Problem details:
Reproduce word for word the lines between those holding "it at creation." and "pub fn with_duplicate_policy(mut", inclusive, and nothing else from the data below.
Exercise inputs section start
//! Per-record-type governance configuration.
//!
//! A [`RecordGovernance`] bundles everything the facade needs for one
//! record type: the policy table, the field guard, and optionally a
//! workflow graph, a capacity binding, financial rules, and a duplicate
//! policy. The engine consumes these as static configuration — policies
//! are fixed per record type and role, not end-user configurable.

use crate::duplicate::DuplicateLeadPolicy;
use crate::financial::FinancialRules;
use regent_fields::FieldGuard;
use regent_policy::{defaults, RecordPolicy};
use regent_types::RecordType;
use regent_workflow::{
    course_run_workflow, enrollment_workflow, lead_workflow, template_workflow, StatusWorkflow,
};
use std::collections::HashMap;

/// How a capacity-managed record names its resource: the data field that
/// carries the resource identity (an enrollment's `course_run`).
#[derive(Clone, Debug)]
pub struct CapacityBinding {
    pub resource_field: String,
}

impl CapacityBinding {
    pub fn new(resource_field: impl Into<String>) -> Self {
        Self {
            resource_field: resource_field.into(),
        }
    }
}

/// A system-generated business identifier (`ENR-YYYYMMDD-XXXX`). Clients
/// cannot supply it; the engine mints it at creation.
#[derive(Clone, Debug)]
pub struct GeneratedId {
    pub field: String,
    pub prefix: String,
}

impl GeneratedId {
    pub fn new(field: impl Into<String>, prefix: impl Into<String>) -> Self {
        Self {
            field: field.into(),
            prefix: prefix.into(),
        }
    }
}

/// Everything the facade knows about one record type.
#[derive(Clone, Debug)]
pub struct RecordGovernance {
    pub record_type: RecordType,
    pub policy: RecordPolicy,
    pub guard: FieldGuard,
    pub workflow: Option<StatusWorkflow>,
    pub capacity: Option<CapacityBinding>,
    pub financial: Option<FinancialRules>,
    pub duplicates: Option<DuplicateLeadPolicy>,
    pub generated_id: Option<GeneratedId>,
}

impl RecordGovernance {
    pub fn new(record_type: RecordType, policy: RecordPolicy, guard: FieldGuard) -> Self {
        Self {
            record_type,
            policy,
            guard,
            workflow: None,
            capacity: None,
            financial: None,
            duplicates: None,
            generated_id: None,
        }
    }

    pub fn with_workflow(mut self, workflow: StatusWorkflow) -> Self {
        self.workflow = Some(workflow);
        self
    }

    pub fn with_capacity(mut self, binding: CapacityBinding) -> Self {
        self.capacity = Some(binding);
        self
    }

    pub fn with_financial(mut self, rules: FinancialRules) -> Self {
        self.financial = Some(rules);
        self
    }

    pub fn with_duplicate_policy(mut self, policy: DuplicateLeadPolicy) -> Self {
        self.duplicates = Some(policy);
        self
    }

    pub fn with_generated_id(mut self, generated_id: GeneratedId) -> Self {
        self.generated_id = Some(generated_id);
        self
    }
}

/// The full static configuration the engine runs on.
#[derive(Clone, Debug, Default)]
pub struct GovernanceConfig {
    records: HashMap<RecordType, RecordGovernance>,
}

impl GovernanceConfig {
    pub fn new() -> Self {
        Self::default()
    }

    pub fn add(&mut self, governance: RecordGovernance) {
        self.records.insert(governance.record_type, governance);
    }

    pub fn record(&self, record_type: RecordType) -> Option<&RecordGovernance> {
        self.records.get(&record_type)
    }

    pub fn records(&self) -> impl Iterator<Item = &RecordGovernance> {
        self.records.values()
    }

    /// The education-domain configuration: seven governed record types
    /// with the production access matrix, guards, and workflows.
    pub fn education_defaults() -> Self {
        let mut config = Self::new();

        config.add(
            RecordGovernance::new(
                RecordType::Enrollment,
                defaults::enrollment_policy(),
                regent_fields::enrollment_guard(),
            )
            .with_workflow(enrollment_workflow())
            .with_capacity(CapacityBinding::new("course_run"))
            .with_financial(FinancialRules::default())
            .with_generated_id(GeneratedId::new("enrollment_id", "ENR")),
        );

        config.add(
            RecordGovernance::new(
                RecordType::Lead,
                defaults::lead_policy(),
                regent_fields::lead_guard(),
            )
            .with_workflow(lead_workflow())
            .with_duplicate_policy(DuplicateLeadPolicy::default())
            .with_generated_id(GeneratedId::new("lead_id", "LEAD")),
        );

        config.add(
            RecordGovernance::new(
                RecordType::Template,
                defaults::template_policy(),
                regent_fields::template_guard(),
            )
            .with_workflow(template_workflow()),
        );

        config.add(
            RecordGovernance::new(
                RecordType::CourseRun,
                defaults::course_run_policy(),
                regent_fields::course_run_guard(),
            )
            .with_workflow(course_run_workflow()),
        );

        config.add(RecordGovernance::new(
            RecordType::Media,
            defaults::media_policy(),
            regent_fields::media_guard(),
        ));

        config.add(RecordGovernance::new(
            RecordType::Faq,
            defaults::faq_policy(),
            regent_fields::faq_guard(),
        ));

        config.add(RecordGovernance::new(
            RecordType::User,
            defaults::user_policy(),
            regent_fields::FieldGuard::new(RecordType::User),
        ));

        config
    }
}

#[cfg(test)]
mod tests {
    use super::*;

    #[test]
    fn test_defaults_cover_every_record_type() {
        let config = GovernanceConfig::education_defaults();
        for record_type in RecordType::ALL {
            assert!(config.record(record_type).is_some(), "{record_type}");
        }
    }

    #[test]
    fn test_enrollments_are_capacity_bound() {
        let config = GovernanceConfig::education_defaults();
        let enrollment = config.record(RecordType::Enrollment).unwrap();
        assert!(enrollment.capacity.is_some());
        assert!(enrollment.workflow.is_some());
        assert!(enrollment.financial.is_some());

        let media = config.record(RecordType::Media).unwrap();
        assert!(media.capacity.is_none());
        assert!(media.workflow.is_none());
    }

    #[test]
    fn test_default_workflows_validate() {
        let config = GovernanceConfig::education_defaults();
        for governance in config.records() {
            if let Some(workflow) = &governance.workflow {
                workflow.validate().unwrap();
            }
        }
    }
}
Exercise inputs section end
The completed task:
/// cannot supply it; the engine mints it at creation.
#[derive(Clone, Debug)]
pub struct GeneratedId {
    pub field: String,
    pub prefix: String,
}

impl GeneratedId {
    pub fn new(field: impl Into<String>, prefix: impl Into<String>) -> Self {
        Self {
            field: field.into(),
            prefix: prefix.into(),
        }
    }
}

/// Everything the facade knows about one record type.
#[derive(Clone, Debug)]
pub struct RecordGovernance {
    pub record_type: RecordType,
    pub policy: RecordPolicy,
    pub guard: FieldGuard,
    pub workflow: Option<StatusWorkflow>,
    pub capacity: Option<CapacityBinding>,
    pub financial: Option<FinancialRules>,
    pub duplicates: Option<DuplicateLeadPolicy>,
    pub generated_id: Option<GeneratedId>,
}

impl RecordGovernance {
    pub fn new(record_type: RecordType, policy: RecordPolicy, guard: FieldGuard) -> Self {
        Self {
            record_type,
            policy,
            guard,
            workflow: None,
            capacity: None,
            financial: None,
            duplicates: None,
            generated_id: None,
        }
    }

    pub fn with_workflow(mut self, workflow: StatusWorkflow) -> Self {
        self.workflow = Some(workflow);
        self
    }

    pub fn with_capacity(mut self, binding: CapacityBinding) -> Self {
        self.capacity = Some(binding);
        self
    }

    pub fn with_financial(mut self, rules: FinancialRules) -> Self {
        self.financial = Some(rules);
        self
    }

    pub fn with_duplicate_policy(mut self, policy: DuplicateLeadPolicy) -> Self {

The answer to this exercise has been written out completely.